I seem to recall an occasion on my bikes when the pushrod didn’t quite fully seat into the brake master cylinder piston, thus effectively applying more pressure. Took me a while to realise why I couldn’t wheel the bike out of the garage.
 
i was going to write a detailed argument for and against the op's case, but thought fuck it

for what it's worth, my moneys on the bike has been standing over winter, and the clutch plates were stuck / gummed together

the op took the bike out gave it the beans, and the clutch couldn't cope.

given we dont know the OP's mileage, service history & riding style...:nenau Fitting the levers effectively voided the warranty

and sadly the clutch is a consumable item. it has been consumed.

I'd say the best the op can hope for, is a goodwill gesture. plastering it over social media wont do his cause any help though

Not that it matters to the op but stuck plates causes the opposite of his problem. Clutch is permanently engaged, so will stall going into gear, at junctions etc but be fine while riding. His problem was slip that got progressively worse while riding, as in excessive disengagement. Having had stuck plates, the only way to ride off was to engage 1st whilst rolling. It was very obvious there was a problem before moving.
 
For the benefit of anyone else fitting levers or adjusting, I thought I would show the pushrod.

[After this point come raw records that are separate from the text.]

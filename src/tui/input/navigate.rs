use crossterm::event::{KeyCode, KeyEvent};

use crate::io::storage::KeyValueStore;
use crate::model::Context;
use crate::tui::app::{App, Mode};

pub(super) fn handle_navigate<S: KeyValueStore>(app: &mut App<S>, key: KeyEvent) {
    match key.code {
        KeyCode::Char('q') => app.should_quit = true,

        // Context switcher
        KeyCode::Tab | KeyCode::BackTab => {
            if let Some(current) = app.store().map(|s| s.context()) {
                switch_context(app, current.toggled());
            }
        }
        KeyCode::Char('w') => switch_context(app, Context::Work),
        KeyCode::Char('t') => switch_context(app, Context::Travel),

        // Movement
        KeyCode::Char('j') | KeyCode::Down => move_cursor(app, 1),
        KeyCode::Char('k') | KeyCode::Up => move_cursor(app, -1),
        KeyCode::Char('g') | KeyCode::Home => app.cursor = 0,
        KeyCode::Char('G') | KeyCode::End => {
            app.cursor = app.visible_keys().len().saturating_sub(1);
        }

        // New item
        KeyCode::Char('i') | KeyCode::Char('a') => {
            app.editing_key = None;
            app.input_buffer.clear();
            app.input_cursor = 0;
            app.mode = Mode::Input;
        }

        KeyCode::Char(' ') | KeyCode::Enter => toggle_selected(app),

        KeyCode::Char('e') => {
            if let Some(key) = app.selected_key()
                && let Some(text) = app.selected_item().map(|item| item.text.clone())
            {
                app.input_cursor = text.len();
                app.input_buffer = text;
                app.editing_key = Some(key);
                app.mode = Mode::Input;
            }
        }

        KeyCode::Char('d') | KeyCode::Delete => {
            if let Some(key) = app.selected_key() {
                app.pending_delete = Some(key);
                app.mode = Mode::Confirm;
            }
        }

        _ => {}
    }
}

fn switch_context<S: KeyValueStore>(app: &mut App<S>, context: Context) {
    let Some(store) = app.store_mut() else {
        return;
    };
    if store.context() == context {
        return;
    }
    let result = store.set_context(context);
    app.report(result);
    app.cursor = 0;
    app.scroll_offset = 0;
}

fn move_cursor<S: KeyValueStore>(app: &mut App<S>, delta: isize) {
    let count = app.visible_keys().len();
    if count == 0 {
        app.cursor = 0;
        return;
    }
    app.cursor = app.cursor.saturating_add_signed(delta).min(count - 1);
}

fn toggle_selected<S: KeyValueStore>(app: &mut App<S>) {
    let Some(key) = app.selected_key() else {
        return;
    };
    if let Some(store) = app.store_mut() {
        let result = store.toggle_complete(&key);
        app.report(result);
    }
}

As the picture shows it has significant adjustment through the barrel. More than enough to compromise the clutch or brake action so attention needs to be made of it's approx position (and check free play on lever after fitting). You can also see that to switch it between levers requires that the pushrod is removed from the barrel and re inserted into the new lever which is potentially where it can go wrong. There is a 2mm grub screw locking the rod in place and if that is not tight the rod can spin with vibration also. You can't see it in the pic but the top of the rod will accept a 4mm key to adjust it with.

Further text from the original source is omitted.